CONSTELLATION is built as a modular, multi-agent simulation with clean separation of concerns.

Core Components

Agents — Autonomous traders with fuel, wealth, cargo capacity, and pluggable decision-making. Each agent perceives its environment and chooses actions independently.
Nodes — Economic entities that produce, consume, refine, and store resources. Prices emerge from supply and demand dynamics.
Environments — Connected graphs of nodes with distance, capacity, and congestion mechanics. Configurable topology for different use cases.
Events — Every action logged: trades, movement, price changes, failures.

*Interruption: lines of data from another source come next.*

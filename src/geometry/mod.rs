//! Geometry helpers shared by ingestion and search.
//!
//! Everything stored in the catalog lives in the canonical spatial reference
//! (EPSG:4326, lon/lat degrees). [`transform`] moves polygons into it and
//! [`codec`] converts between WKT / GeoJSON text and `geo` types.

pub mod codec;
pub mod transform;

/// User string understood by proj4rs for the canonical SRID.
pub const CANONICAL_CRS: &str = "EPSG:4326";
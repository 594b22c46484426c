//! HTTP handlers for catalog entries and their ingestion.
//! Ingestion runs to completion within the request.

use crate::{
    errors::AppError,
    models::{
        image::{BandMeta, ImageFile},
        raster::{NewRaster, RasterEntry},
        spatial::{NewGeometry, SpatialRecordView},
    },
    services::{
        AppState,
        ingest_service::{ImageIngest, RasterIngest},
    },
};
use axum::{
    Json,
    extract::{Path, State},
    http::StatusCode,
};
use serde::Deserialize;
use std::path::Path as FsPath;
use uuid::Uuid;

/// Body of `POST /api/image_files`.
#[derive(Debug, Deserialize)]
pub struct RegisterImageFileReq {
    /// Defaults to the file name of `path`.
    pub name: Option<String>,
    pub path: String,
}

/// `POST /api/image_files`: register a local raster file.
pub async fn register_image_file(
    State(state): State<AppState>,
    Json(req): Json<RegisterImageFileReq>,
) -> Result<(StatusCode, Json<ImageFile>), AppError> {
    let name = match req.name {
        Some(name) => name,
        None => FsPath::new(&req.path)
            .file_name()
            .map(|n| n.to_string_lossy().into_owned())
            .ok_or_else(|| AppError::bad_request("path has no file name"))?,
    };
    let file = state.catalog.register_image_file(&name, &req.path).await?;
    Ok((StatusCode::CREATED, Json(file)))
}

/// `POST /api/image_files/{id}/ingest`: decode the file and (re)build its image entry.
pub async fn ingest_image_file(
    State(state): State<AppState>,
    Path(id): Path<Uuid>,
) -> Result<Json<ImageIngest>, AppError> {
    Ok(Json(state.ingest.populate_image_entry(id).await?))
}

/// `GET /api/image_entries/{id}/bands`
pub async fn list_bands(
    State(state): State<AppState>,
    Path(id): Path<Uuid>,
) -> Result<Json<Vec<BandMeta>>, AppError> {
    Ok(Json(state.catalog.list_bands(id).await?))
}

/// `POST /api/rasters`: create a raster from registered image files.
pub async fn create_raster(
    State(state): State<AppState>,
    Json(req): Json<NewRaster>,
) -> Result<(StatusCode, Json<RasterEntry>), AppError> {
    let raster = state.catalog.create_raster(&req).await?;
    Ok((StatusCode::CREATED, Json(raster)))
}

/// `GET /api/rasters/{id}`: raster entry, including any failure reason.
pub async fn get_raster(
    State(state): State<AppState>,
    Path(id): Path<Uuid>,
) -> Result<Json<RasterEntry>, AppError> {
    Ok(Json(state.catalog.fetch_raster(id).await?))
}

/// `POST /api/rasters/{id}/ingest`: validate the image set and rebuild the spatial record.
pub async fn ingest_raster(
    State(state): State<AppState>,
    Path(id): Path<Uuid>,
) -> Result<Json<RasterIngest>, AppError> {
    Ok(Json(state.ingest.populate_raster_entry(id).await?))
}

/// `POST /api/geometries`: store a WKT or GeoJSON geometry.
pub async fn create_geometry(
    State(state): State<AppState>,
    Json(req): Json<NewGeometry>,
) -> Result<(StatusCode, Json<SpatialRecordView>), AppError> {
    let record = state.catalog.register_geometry(&req).await?;
    Ok((StatusCode::CREATED, Json(record)))
}

/// `GET /api/spatial_records/{id}`
pub async fn get_spatial_record(
    State(state): State<AppState>,
    Path(id): Path<Uuid>,
) -> Result<Json<SpatialRecordView>, AppError> {
    Ok(Json(state.catalog.fetch_spatial_record(id).await?))
}
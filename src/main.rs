use anyhow::Result;
use axum::Router;
use std::{io::ErrorKind, sync::Arc};
use tokio::net::TcpListener;
use tracing_subscriber::EnvFilter;

mod config;
mod db;
mod errors;
mod geometry;
mod handlers;
mod models;
mod raster;
mod routes;
mod search;
mod services;

use services::{AppState, ingest_service::IngestConfig};

#[tokio::main]
async fn main() -> Result<()> {
    // --- Logging setup ---
    tracing_subscriber::fmt()
        .with_env_filter(EnvFilter::from_default_env())
        .init();

    // --- Parse config + migrate flag ---
    let (cfg, migrate) = config::AppConfig::from_env_and_args()?;

    tracing::info!("Starting raster-catalog with config: {:?}", cfg);

    // --- Initialize SQLite connection ---
    let db = Arc::new(db::connect(&cfg.database_url).await?);

    // --- Handle migration mode ---
    if migrate {
        db::run_migrations(&db).await?;
        tracing::info!("Database migration complete.");
        return Ok(()); // exit after migration
    }

    // --- Initialize services ---
    let ingest = IngestConfig {
        max_mask_shape: (cfg.max_mask_size, cfg.max_mask_size),
    };
    let state = AppState::new(db, ingest, cfg.default_limit);

    // --- Build router ---
    let app: Router = routes::routes::routes().with_state(state);

    // --- Start server ---
    let addr = cfg.addr();
    let listener = match TcpListener::bind(&addr).await {
        Ok(listener) => listener,
        Err(err)
            if err.kind() == ErrorKind::PermissionDenied
                && matches!(cfg.host.as_str(), "0.0.0.0" | "::") =>
        {
            let fallback_addr = format!("127.0.0.1:{}", cfg.port);
            tracing::warn!(
                "Permission denied binding to {} ({}). Falling back to {}",
                addr,
                err,
                fallback_addr
            );
            TcpListener::bind(&fallback_addr).await?
        }
        Err(err) => return Err(err.into()),
    };

    tracing::info!("Server listening on http://{}", listener.local_addr()?);
    axum::serve(listener, app).await?;

    Ok(())
}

The complete system history is observable and replayable.

Technical Stack

Simulation: Python / SimPy for discrete-event simulation
Visualisation: React / TypeScript
Decision layer: Pluggable architecture supporting heuristics, local LLMs, or API-based models
Persistence: JSON event logs, YAML configuration, structured run archives
Compute: Modal Labs for scalable simulation runs

Design Principles

Architecture-agnostic — Evaluate any agent type: heuristic, LLM, hybrid, human-in-the-loop
Reproducible — Same seed produces identical runs
Observable — Every tick, every trade, every decision captured and structured
Pluggable — Agent decision-makers are swappable without changing execution logic

Capabilities

Develop

Build multi-agent systems in controlled economic environments with real resource constraints, distance costs, and scarcity dynamics. CONSTELLATION provides the world your agents operate in.

Evaluate

Surface emergent behaviours before deployment. Strategy convergence, failure propagation, hidden dependencies, and system health metrics across hundreds of agent configurations.

Train

Every simulation run generates over 500,000 structured events. Interaction data, reproducible runs, and architecture benchmarks, structured and ready for training.

Environments

Environment	Status	Description
Supply chains	Live	Routing fragility, capacity bottlenecks, knock-on effects across interconnected logistics networks
Financial systems	Live	Strategy convergence, systemic exposure, agent behaviour under competing autonomous objectives
Operating models	Coming soon	Resource allocation, decision quality, workforce dynamics under automation

Experiment History

v0 — Foundation ✅

Core logistics and emergent economics. 20 agents trading across a 15-node network. Demonstrated natural hub formation, wealth stratification from identical starting conditions, and parameter sensitivity at critical thresholds.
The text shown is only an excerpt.